* **Extracted information**:
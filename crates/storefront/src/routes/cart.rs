//! Cart route handlers.
//!
//! Quantities live in the visitor's shop state. Add and remove are plain
//! form posts that redirect back to whichever view the visitor was on.

use askama::Template;
use askama_web::WebTemplate;
use axum::{Form, extract::State, response::Redirect};
use serde::Deserialize;
use takzy_core::{ProductId, View};
use tracing::instrument;

use crate::error::{Result, add_breadcrumb};
use crate::filters;
use crate::middleware::ShopSession;
use crate::routes::views::{CartView, LayoutView};
use crate::state::AppState;

/// Add/remove form data.
#[derive(Debug, Deserialize)]
pub struct CartItemForm {
    pub product_id: i32,
}

/// Cart page template.
#[derive(Template, WebTemplate)]
#[template(path = "cart.html")]
pub struct CartShowTemplate {
    pub layout: LayoutView,
    pub cart: CartView,
    pub catalog_href: &'static str,
}

/// Display cart page.
#[instrument(skip(state, shop))]
pub async fn show(State(state): State<AppState>, mut shop: ShopSession) -> CartShowTemplate {
    shop.visit(View::Cart);

    let summary = shop.state.cart_summary(state.catalog());
    let cart = CartView::new(&summary, &shop.state);

    CartShowTemplate {
        layout: LayoutView::new(&shop.state),
        cart,
        catalog_href: View::Catalog.path(),
    }
}

/// Add one unit of a product to the cart.
///
/// # Errors
///
/// Returns 404 if the product is not in the catalog.
#[instrument(skip(state, shop))]
pub async fn add(
    State(state): State<AppState>,
    mut shop: ShopSession,
    Form(form): Form<CartItemForm>,
) -> Result<Redirect> {
    let id = ProductId::new(form.product_id);
    let quantity = shop
        .state
        .add_to_cart(state.catalog(), id)
        .inspect_err(|e| tracing::warn!("Rejected add to cart: {e}"))?;

    tracing::info!(product_id = %id, quantity, "Added to cart");
    let product_id = id.to_string();
    add_breadcrumb("cart", "Added to cart", Some(&[("product_id", product_id.as_str())]));

    Ok(Redirect::to(shop.state.view().path()))
}

/// Remove one unit of a product from the cart.
///
/// Removing something that is not in the cart is a no-op.
#[instrument(skip(shop))]
pub async fn remove(mut shop: ShopSession, Form(form): Form<CartItemForm>) -> Redirect {
    let id = ProductId::new(form.product_id);
    let remaining = shop.state.remove_from_cart(id);

    tracing::info!(product_id = %id, remaining, "Removed from cart");
    let product_id = id.to_string();
    add_breadcrumb("cart", "Removed from cart", Some(&[("product_id", product_id.as_str())]));

    Redirect::to(shop.state.view().path())
}
//! TAKZY17 Storefront library.
//!
//! This crate provides the storefront functionality as a library,
//! allowing it to be tested and reused.

#![cfg_attr(not(test), forbid(unsafe_code))]

pub mod config;
pub mod error;
mod filters;
pub mod middleware;
pub mod models;
pub mod routes;
pub mod shop_store;
pub mod state;

use axum::{
    Router,
    extract::Request,
    http::{HeaderValue, header::CACHE_CONTROL},
    routing::get,
};
use tower::ServiceBuilder;
use tower_http::{
    services::ServeDir, set_header::SetResponseHeaderLayer, trace::TraceLayer,
};

use crate::state::AppState;

/// Cache lifetime for files under `/static`.
const STATIC_CACHE_CONTROL: &str = "public, max-age=86400";

/// Build the storefront router with its middleware stack.
///
/// Sentry layers are not included; `main` adds them around this router.
pub fn app(state: AppState) -> Router {
    let session_layer = middleware::create_session_layer(state.config());

    let static_files = ServiceBuilder::new()
        .layer(SetResponseHeaderLayer::overriding(
            CACHE_CONTROL,
            HeaderValue::from_static(STATIC_CACHE_CONTROL),
        ))
        .service(ServeDir::new(&state.config().static_dir));

    Router::new()
        .route("/health", get(health))
        .merge(routes::routes())
        .nest_service("/static", static_files)
        .layer(session_layer)
        .layer(axum::middleware::from_fn(
            middleware::security_headers_middleware,
        ))
        .layer(axum::middleware::from_fn(middleware::request_id_middleware))
        .layer(
            TraceLayer::new_for_http().make_span_with(|request: &Request| {
                tracing::info_span!(
                    "http_request",
                    method = %request.method(),
                    uri = %request.uri(),
                    request_id = tracing::field::Empty,
                )
            }),
        )
        .with_state(state)
}

/// Liveness health check endpoint.
///
/// Returns "ok" if the server is running. There are no dependencies to check.
async fn health() -> &'static str {
    "ok"
}
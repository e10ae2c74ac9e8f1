//! Security headers middleware for XSS, clickjacking, and isolation protection.
//!
//! The pages are plain server-rendered HTML with no scripts, so the policy
//! allows only same-origin styles and forms plus product images from the
//! image CDN.

use axum::{
    extract::Request,
    http::{
        HeaderName, HeaderValue,
        header::{
            CACHE_CONTROL, CONTENT_SECURITY_POLICY, REFERRER_POLICY, X_CONTENT_TYPE_OPTIONS,
            X_FRAME_OPTIONS,
        },
    },
    middleware::Next,
    response::Response,
};

/// Content Security Policy applied to every response.
pub const CONTENT_SECURITY_POLICY_VALUE: &str = "default-src 'none'; \
     script-src 'none'; \
     style-src 'self'; \
     img-src 'self' https://cdn.poehali.dev; \
     connect-src 'self'; \
     frame-src 'none'; \
     object-src 'none'; \
     base-uri 'self'; \
     form-action 'self'; \
     frame-ancestors 'none'";

/// Add security headers to all responses.
///
/// Headers applied:
/// - `X-Frame-Options: DENY` - Prevent clickjacking
/// - `X-Content-Type-Options: nosniff` - Prevent MIME sniffing
/// - `Referrer-Policy: no-referrer` - Zero referrer leakage
/// - `Content-Security-Policy` - See [`CONTENT_SECURITY_POLICY_VALUE`]
/// - `Permissions-Policy` - Deny sensitive features
/// - `Cache-Control: no-store` - Pages embed the visitor's cart; static assets
///   keep whatever `ServeDir` set
/// - `Cross-Origin-Opener-Policy: same-origin` - Process isolation
/// - `Cross-Origin-Embedder-Policy: credentialless` - Isolation that still
///   loads CDN images without CORP headers
pub async fn security_headers_middleware(request: Request, next: Next) -> Response {
    let is_static = request.uri().path().starts_with("/static/");
    let mut response = next.run(request).await;
    let headers = response.headers_mut();

    headers.insert(X_FRAME_OPTIONS, HeaderValue::from_static("DENY"));
    headers.insert(X_CONTENT_TYPE_OPTIONS, HeaderValue::from_static("nosniff"));
    headers.insert(REFERRER_POLICY, HeaderValue::from_static("no-referrer"));
    headers.insert(
        CONTENT_SECURITY_POLICY,
        HeaderValue::from_static(CONTENT_SECURITY_POLICY_VALUE),
    );

    headers.insert(
        HeaderName::from_static("permissions-policy"),
        HeaderValue::from_static(
            "camera=(), \
             display-capture=(), \
             geolocation=(), \
             microphone=(), \
             payment=(), \
             usb=()",
        ),
    );

    if !is_static {
        headers.insert(CACHE_CONTROL, HeaderValue::from_static("no-store, max-age=0"));
    }

    headers.insert(
        HeaderName::from_static("cross-origin-opener-policy"),
        HeaderValue::from_static("same-origin"),
    );
    headers.insert(
        HeaderName::from_static("cross-origin-embedder-policy"),
        HeaderValue::from_static("credentialless"),
    );

    response
}
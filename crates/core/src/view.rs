//! Storefront sections a shopper can navigate between.

use std::fmt;

use serde::{Deserialize, Serialize};

/// One of the mutually exclusive storefront sections.
///
/// Any view can be reached from any other. Switching views never touches
/// the cart or the search query.
#[derive(Debug, Clone, Copy, PartialEq, Eq, Hash, Serialize, Deserialize, Default)]
#[serde(rename_all = "lowercase")]
pub enum View {
    #[default]
    Home,
    Catalog,
    Cart,
    Delivery,
}

impl View {
    pub const ALL: [Self; 4] = [Self::Home, Self::Catalog, Self::Cart, Self::Delivery];

    /// Stable lowercase identifier.
    #[must_use]
    pub const fn slug(&self) -> &'static str {
        match self {
            Self::Home => "home",
            Self::Catalog => "catalog",
            Self::Cart => "cart",
            Self::Delivery => "delivery",
        }
    }

    /// URL path that renders this view.
    #[must_use]
    pub const fn path(&self) -> &'static str {
        match self {
            Self::Home => "/",
            Self::Catalog => "/catalog",
            Self::Cart => "/cart",
            Self::Delivery => "/delivery",
        }
    }

    /// Navigation label.
    #[must_use]
    pub const fn label(&self) -> &'static str {
        match self {
            Self::Home => "Главная",
            Self::Catalog => "Каталог",
            Self::Cart => "Корзина",
            Self::Delivery => "Доставка",
        }
    }

    /// Page heading.
    #[must_use]
    pub const fn title(&self) -> &'static str {
        match self {
            Self::Home => "Свежие овощи",
            Self::Catalog => "Каталог товаров",
            Self::Cart => "Корзина",
            Self::Delivery => "Доставка и оплата",
        }
    }
}

impl fmt::Display for View {
    fn fmt(&self, f: &mut fmt::Formatter<'_>) -> fmt::Result {
        f.write_str(self.slug())
    }
}

#[cfg(test)]
#[allow(clippy::unwrap_used)]
mod tests {
    use super::*;

    #[test]
    fn test_default_is_home() {
        assert_eq!(View::default(), View::Home);
    }

    #[test]
    fn test_paths_are_distinct() {
        let mut paths: Vec<&str> = View::ALL.iter().map(View::path).collect();
        paths.sort_unstable();
        paths.dedup();
        assert_eq!(paths.len(), View::ALL.len());
    }

    #[test]
    fn test_display_is_slug() {
        for view in View::ALL {
            assert_eq!(view.to_string(), view.slug());
        }
    }

    #[test]
    fn test_serde_uses_slug() {
        assert_eq!(
            serde_json::to_string(&View::Delivery).unwrap(),
            "\"delivery\""
        );
    }
}
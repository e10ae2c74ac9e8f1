//! Application state shared across handlers.

use std::sync::Arc;

use takzy_core::Catalog;

use crate::config::StorefrontConfig;
use crate::shop_store::ShopStore;

/// Application state shared across all handlers.
///
/// This struct is cheaply cloneable via `Arc` and provides access to
/// the configuration, the read-only product catalog and the per-visitor
/// [`ShopStore`].
#[derive(Clone)]
pub struct AppState {
    inner: Arc<AppStateInner>,
}

struct AppStateInner {
    config: StorefrontConfig,
    catalog: Catalog,
    shops: ShopStore,
}

impl AppState {
    /// Create a new application state.
    #[must_use]
    pub fn new(config: StorefrontConfig, catalog: Catalog) -> Self {
        Self {
            inner: Arc::new(AppStateInner {
                config,
                catalog,
                shops: ShopStore::new(),
            }),
        }
    }

    /// Get a reference to the storefront configuration.
    #[must_use]
    pub fn config(&self) -> &StorefrontConfig {
        &self.inner.config
    }

    /// Get a reference to the product catalog.
    #[must_use]
    pub fn catalog(&self) -> &Catalog {
        &self.inner.catalog
    }

    /// Get a reference to the per-visitor shop state store.
    #[must_use]
    pub fn shops(&self) -> &ShopStore {
        &self.inner.shops
    }
}
//! Type-safe price representation using decimal arithmetic.
//!
//! Amounts are exact [`Decimal`]s. Display follows Russian number formatting
//! (no-break space between thousands, comma before at most three fraction
//! digits) and ends with the ruble sign.

use std::fmt;

use rust_decimal::Decimal;
use serde::{Deserialize, Serialize};

/// Thousands separator used by the ru locale.
const GROUP_SEPARATOR: char = '\u{a0}';

/// Fraction digits kept when displaying an amount.
const DISPLAY_FRACTION_DIGITS: u32 = 3;

/// Symbol appended to every displayed price.
pub const RUBLE_SIGN: &str = "₽";

/// A price in rubles.
#[derive(Debug, Clone, Copy, PartialEq, Eq, Serialize, Deserialize)]
#[serde(transparent)]
pub struct Price {
    /// Amount in rubles, not kopecks.
    pub amount: Decimal,
}

impl Price {
    /// Create a price in rubles.
    #[must_use]
    pub const fn rubles(amount: Decimal) -> Self {
        Self { amount }
    }

    /// Format for display (e.g., "1 020 ₽").
    #[must_use]
    pub fn display(&self) -> String {
        self.to_string()
    }

    /// Format as a per-unit price (e.g., "150 ₽/кг").
    #[must_use]
    pub fn per_unit(&self, unit: &str) -> String {
        format!("{self}/{unit}")
    }
}

impl fmt::Display for Price {
    fn fmt(&self, f: &mut fmt::Formatter<'_>) -> fmt::Result {
        write!(f, "{} {RUBLE_SIGN}", format_amount(self.amount))
    }
}

/// Format an amount with grouped thousands and a comma decimal separator.
#[must_use]
pub fn format_amount(amount: Decimal) -> String {
    let rounded = amount.round_dp(DISPLAY_FRACTION_DIGITS).normalize();
    let digits = rounded.abs().to_string();
    let (integer, fraction) = digits
        .split_once('.')
        .map_or((digits.as_str(), None), |(i, f)| (i, Some(f)));

    let mut out = String::with_capacity(digits.len() + integer.len() / 3 + 2);
    if rounded.is_sign_negative() && !rounded.is_zero() {
        out.push('-');
    }
    for (i, ch) in integer.chars().enumerate() {
        if i > 0 && (integer.len() - i) % 3 == 0 {
            out.push(GROUP_SEPARATOR);
        }
        out.push(ch);
    }
    if let Some(fraction) = fraction {
        out.push(',');
        out.push_str(fraction);
    }
    out
}
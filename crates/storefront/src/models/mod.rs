//! Domain models for storefront.
//!
//! The catalog, cart and view types live in `takzy_core`; this module only
//! holds what the web layer adds on top, namely session keys.

pub mod session;

pub use session::keys as session_keys;
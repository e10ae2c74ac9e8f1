//! Session middleware configuration.
//!
//! Sets up in-memory sessions using tower-sessions. A session only carries
//! the visitor id; everything is lost when the process restarts.

use tower_sessions::{Expiry, MemoryStore, SessionManagerLayer};

use crate::config::StorefrontConfig;

/// Session cookie name.
pub const SESSION_COOKIE_NAME: &str = "takzy_session";

/// Session expiry time in seconds (7 days). Shop state idles out with it.
pub const SESSION_EXPIRY_SECONDS: i64 = 7 * 24 * 60 * 60;

/// Create the session layer with an in-memory store.
///
/// The cookie is only marked `Secure` when the storefront is served over
/// HTTPS, so local development over plain HTTP keeps working.
#[must_use]
pub fn create_session_layer(config: &StorefrontConfig) -> SessionManagerLayer<MemoryStore> {
    SessionManagerLayer::new(MemoryStore::default())
        .with_name(SESSION_COOKIE_NAME)
        .with_expiry(Expiry::OnInactivity(
            tower_sessions::cookie::time::Duration::seconds(SESSION_EXPIRY_SECONDS),
        ))
        .with_secure(config.is_secure())
        .with_same_site(tower_sessions::cookie::SameSite::Lax)
        .with_http_only(true)
        .with_path("/")
}
//! Shopper state extractor.
//!
//! Resolves the visitor id stored in the session (issuing one on the first
//! visit) and locks that visitor's [`ShopState`] in the [`ShopStore`]. The
//! lock lives as long as the extractor, so each handler sees and mutates
//! the state without interleaving with other requests from the same
//! visitor.
//!
//! [`ShopStore`]: crate::shop_store::ShopStore

use axum::{
    extract::{FromRef, FromRequestParts},
    http::request::Parts,
    response::{IntoResponse, Response},
};
use takzy_core::{ShopState, View};
use tokio::sync::OwnedMutexGuard;
use tower_sessions::Session;
use uuid::Uuid;

use crate::error::AppError;
use crate::models::session_keys;
use crate::state::AppState;

/// The current visitor's storefront state, locked for this request.
///
/// Changes made through `state` are visible to the visitor's next request
/// as soon as the handler returns.
///
/// # Example
///
/// ```rust,ignore
/// async fn handler(mut shop: ShopSession) -> String {
///     shop.visit(View::Cart);
///     format!("{} items", shop.state.cart_count())
/// }
/// ```
pub struct ShopSession {
    pub state: OwnedMutexGuard<ShopState>,
}

impl ShopSession {
    /// Switch the visitor to `view`.
    pub fn visit(&mut self, view: View) {
        self.state.navigate(view);
    }
}

/// Read the visitor id from the session, issuing a new one if absent.
async fn visitor_id(session: &Session) -> Result<Uuid, AppError> {
    if let Some(id) = session.get::<Uuid>(session_keys::VISITOR_ID).await? {
        return Ok(id);
    }

    let id = Uuid::new_v4();
    session.insert(session_keys::VISITOR_ID, id).await?;
    tracing::debug!(visitor_id = %id, "New visitor");
    Ok(id)
}

impl<S> FromRequestParts<S> for ShopSession
where
    AppState: FromRef<S>,
    S: Send + Sync,
{
    type Rejection = Response;

    async fn from_request_parts(parts: &mut Parts, state: &S) -> Result<Self, Self::Rejection> {
        // Set by SessionManagerLayer
        let session = Session::from_request_parts(parts, state)
            .await
            .map_err(IntoResponse::into_response)?;

        let visitor = visitor_id(&session)
            .await
            .map_err(IntoResponse::into_response)?;

        let app = AppState::from_ref(state);
        Ok(Self {
            state: app.shops().lock(visitor).await,
        })
    }
}
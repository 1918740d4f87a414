use crate::{
    component::Component,
    entity::Entity,
    storage::{Archetype, Row},
};

/// A reference to an entity with read-only access to its components.
/// The lifetime `'w` ties the reference to the storage it resolves into, so
/// it cannot outlive the archetype row it points at.
pub struct Ref<'w> {
    /// The entity this reference points to.
    entity: Entity,
    /// The archetype that stores this entity's components.
    archetype: &'w Archetype,
    /// The row this entity occupies in the archetype.
    row: Row,
}

impl<'w> Ref<'w> {
    /// Create a new Ref for an entity and its archetype row.
    #[inline]
    pub(crate) const fn new(entity: Entity, archetype: &'w Archetype, row: Row) -> Self {
        Self {
            entity,
            archetype,
            row,
        }
    }

    /// Get a reference to a component on this entity.
    /// Returns `None` if the component is not present on the entity.
    pub fn get<C: Component>(&self) -> Option<&C> {
        self.archetype.get::<C>(self.row)
    }

    /// Check whether this entity carries component `C`.
    #[inline]
    pub fn has<C: Component>(&self) -> bool {
        self.archetype.column_of::<C>().is_some()
    }

    /// Get the entity this reference points to.
    #[inline]
    pub fn entity(&self) -> Entity {
        self.entity
    }
}

/// A mutable reference to an entity, allowing component values to be read and
/// written in place. Structural changes (adding or removing components) still
/// go through the storage.
pub struct RefMut<'w> {
    /// The entity this reference points to.
    entity: Entity,
    /// The archetype that stores this entity's components.
    archetype: &'w mut Archetype,
    /// The row this entity occupies in the archetype.
    row: Row,
}

impl<'w> RefMut<'w> {
    /// Create a new RefMut for an entity and its archetype row.
    #[inline]
    pub(crate) const fn new(entity: Entity, archetype: &'w mut Archetype, row: Row) -> Self {
        Self {
            entity,
            archetype,
            row,
        }
    }

    /// Get a reference to a component on this entity.
    /// Returns `None` if the component is not present on the entity.
    pub fn get<C: Component>(&self) -> Option<&C> {
        self.archetype.get::<C>(self.row)
    }

    /// Get a mutable reference to a component on this entity.
    /// Returns `None` if the component is not present on the entity.
    pub fn get_mut<C: Component>(&mut self) -> Option<&mut C> {
        self.archetype.get_mut::<C>(self.row)
    }

    /// Get the entity this reference points to.
    #[inline]
    pub fn entity(&self) -> Entity {
        self.entity
    }
}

* **Problem to work on**: Every line above that holds the word "Removed" should be copied out.

* **Answer box**:
    tracing::info!(product_id = %id, remaining, "Removed from cart");
    add_breadcrumb("cart", "Removed from cart", Some(&[("product_id", product_id.as_str())]));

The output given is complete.